Monday, January 27, 2014

Farro Risotto with Mushrooms

Welcome back! Well, mostly welcome back for me. Sorry about the hiatus. Things got really crazy leading up to my interview at Carnegie Mellon. The interview went really well though (fingers crossed!) and now I am off in sunny southern California to regain my sanity and get some substantial cycling hours in. Seriously, it's amazing here. We climbed a mountain yesterday, which was awesome (although we did have to descend and there were some crazy motorcyclists around) and have many more fun miles planned ahead. I'm really glad for the chance to practice group riding techniques and descending: both skills will be very useful in the races to come this year!

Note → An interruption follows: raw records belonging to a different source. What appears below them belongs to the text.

use crate::domain::constants::{DEFAULT_CHANNEL_ID, MISSING_KEY_ERROR, PROBE_CHANNEL_ID};
use crate::domain::models::{ChannelInfo, DiagnosticChecks, DiagnosticDebug, DiagnosticReport};
use crate::platform::{ChannelApi, TransportError};
use crate::services::masking::mask_key;
use crate::services::resolver::resolve;

/// Inputs of one `diagnose` run. Empty strings count as not supplied, and so do
/// whitespace-only keys.
#[derive(Debug, Clone, Default)]
pub struct DiagnosticsRequest {
    pub channel: Option<String>,
    pub override_key: Option<String>,
}

fn present(v: Option<&str>) -> Option<&str> {
    v.filter(|s| !s.is_empty())
}

fn present_key(v: Option<&str>) -> Option<&str> {
    v.map(str::trim).filter(|s| !s.is_empty())
}

/// Probe reachability, resolve the channel and fold both into a report.
///
/// Never fails: transport faults become a report with `ok = false` and `error` set.
pub fn run_diagnostics(
    api: &dyn ChannelApi,
    configured_key: Option<&str>,
    request: &DiagnosticsRequest,
) -> DiagnosticReport {
    let configured_key = present_key(configured_key);
    let override_key = present_key(request.override_key.as_deref());
    let mut checks = DiagnosticChecks {
        has_env_key: configured_key.is_some(),
        ..DiagnosticChecks::default()
    };

    let Some(key) = override_key.or(configured_key) else {
        tracing::warn!("no api key configured and no override supplied");
        return DiagnosticReport {
            ok: false,
            checks,
            channel: None,
            key_masked: None,
            used_override_key: false,
            error: Some(MISSING_KEY_ERROR.to_string()),
            debug: None,
        };
    };
    let key_masked = mask_key(key);
    let used_override_key = override_key.is_some();
    tracing::info!(
        key = key_masked.as_deref().unwrap_or_default(),
        used_override_key,
        "running diagnostics"
    );

    let channel_ref = present(request.channel.as_deref()).unwrap_or(DEFAULT_CHANNEL_ID);
    let outcome = probe_and_resolve(api, channel_ref, key, &mut checks);

    match outcome {
        Ok(channel) => DiagnosticReport {
            ok: checks.has_env_key || used_override_key,
            checks,
            channel: Some(channel.clone()),
            key_masked,
            used_override_key,
            error: None,
            debug: Some(DiagnosticDebug {
                resolved_channel: channel,
            }),
        },
        Err(e) => {
            tracing::warn!(error = %e, "diagnostics aborted by transport fault");
            DiagnosticReport {
                ok: false,
                checks,
                channel: None,
                key_masked,
                used_override_key,
                error: Some(e.to_string()),
                debug: None,
            }
        }
    }
}

fn probe_and_resolve(
    api: &dyn ChannelApi,
    channel_ref: &str,
    key: &str,
    checks: &mut DiagnosticChecks,
) -> Result<ChannelInfo, TransportError> {
    checks.api_reachable = api.ping(PROBE_CHANNEL_ID, key)?.is_accepted();
    tracing::info!(reachable = checks.api_reachable, "reachability probe finished");

    let channel = resolve(api, channel_ref, key)?;
    checks.channel_found = channel.id.is_some();
    Ok(channel)
}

The view out the front door for the next week... heck yeah!!
Anyways... back to food. I can't wait to get back to my normal cooking groove, but in the meantime, I have some recipes to share. The first of which is a farro risotto that I made a week ago and have been enjoying. I really wanted a creamy cashew sauce and mushrooms, and felt like risotto, but needed more substance than normal white arborio rice. So I based my risotto on farro, added some other veggies and this recipe was born!

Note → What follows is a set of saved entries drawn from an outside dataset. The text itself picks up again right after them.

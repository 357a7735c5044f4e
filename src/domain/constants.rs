/// Channel resolved when `diagnose` is run without `--channel`.
pub const DEFAULT_CHANNEL_ID: &str = "UC-sgxA1fdoxteLNzRAUHIxA";

/// Stable channel used by the reachability probe (Google Developers).
pub const PROBE_CHANNEL_ID: &str = "UC_x5XG1OV2P6uZZ5FSM9Ttw";

pub const DEFAULT_API_BASE: &str = "https://www.googleapis.com/youtube/v3";
pub const CHANNEL_URL_BASE: &str = "https://www.youtube.com/channel";

pub const SEARCH_MAX_RESULTS: u32 = 5;

pub const ENV_API_KEY: &str = "YT_API_KEY";
pub const ENV_API_BASE: &str = "YT_API_BASE";
pub const ENV_TIMEOUT_MS: &str = "YT_TIMEOUT_MS";

pub const MISSING_KEY_ERROR: &str =
    "No API key provided. Set YT_API_KEY in the environment or pass --key for testing.";

pub fn channel_url(id: &str) -> String {
    format!("{}/{}", CHANNEL_URL_BASE, id)
}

Farro Risotto with Mushrooms

1 package Trader Joe's quick cook farro
1 package mushrooms
3c frozen green beans
2c frozen peas
1 can cannellini beans, drained and rinsed well
1/2c cashews, soaked and food processed
1/2c nutritional yeast
1 bunch fresh basil
garlic to taste
salt and pepper (optional)

1. Soak cashews overnight.
2. Cook farro according to directions on the package.
3. While farro is cooking, wash and slice mushrooms. Add to a pan with the green beans and peas. Sautee until soft.
4. Food process cashews until smooth.
5. Drain risotto, return to pan. Add cashew paste, veggies, and nutritional yeast. Stir to combine.
6. Add sliced basil, garlic, and other spices. Enjoy warm.

Monday, January 13, 2014

Tomato Basil Soup

There's nothing more comforting than a grilled cheese sandwich coupled with a warm, creamy bowl of tomato soup. Trader Joe's Tomato and Roasted Red Pepper soup is incredible and has long been a staple in my cupboard. Consequently, it one of the things I was most disappointed to learn included milk when I started to cut down on my dairy intake. Dairy inhibits iron absorption and I also found that I'm really sensitive to my hormone levels and the extra hormones found in dairy are very unwelcome. I've spent a long time trying to find a way to balance the acidity of the tomatoes without the use of milk and believe me, it's tough! I'm not a big fan of cooked tomatoes by themselves, and I found that soy and almond milk add too much of their own flavor, and sometimes even precipitate out due to the acidity. Recently, I discovered that adding chickpeas to soup can add a nice smooth flavor. So I figured I'd give a tomato chickpea soup a go. Coupled with the familiar flavors of basil and garlic, this soup is a success! I hope you give it a go the next time you're craving tomato soup.

Tomato Basil Soup

3 cans diced tomatoes, no salt added
1 can chickpeas, drained and rinsed
2c water
1 bunch fresh basil
1T garlic or 1 clove
sea salt to taste

Combine all ingredients in a food processor. Food process until smooth. (I used my new Ninja blender for this and it turned out great!) Transfer to the stove and heat. Serve warm, alone or with your favorite grilled cheese. (Yes, it goes well with toasted cashew cheese sandwiches too!)

Friday, January 10, 2014

Boston Brown Bread

I'm in a very odd place. I've never wanted anything that wasn't an athletic goal this badly. Actually, upon further reflection, it's possible that I wanted to get into MIT for grad school this badly. Part of that was because I knew that Riverside Boat Club in Cambridge was where I needed to be to make my rowing dreams come true. Part of me still wonders where I would be now if I had gone to UW and Pocock instead... but I digress. I've been burning the candle on both ends and fighting hard against my mind's stupid anxiety and ADD to prepare for my upcoming interview. One thing I really have going for me is that the ADD quiets down as I get tired so it becomes easier to concentrate (this translates into fewer blog posts, sorry guys!) However this only works until the point when exhaustion makes me hysterically nervous. Anyways, I will face this interview unprepared over my dead body. Just like training, pain now leads to perfection in less than 2 weeks. (Ok, the turn around time is a week bit different than in sport.) The irony of it all is that 7 years ago I was at CMU holding my breath while waiting to hear if there was a position for me at MIT and now I'm at MIT anxiously awaiting a decision from CMU.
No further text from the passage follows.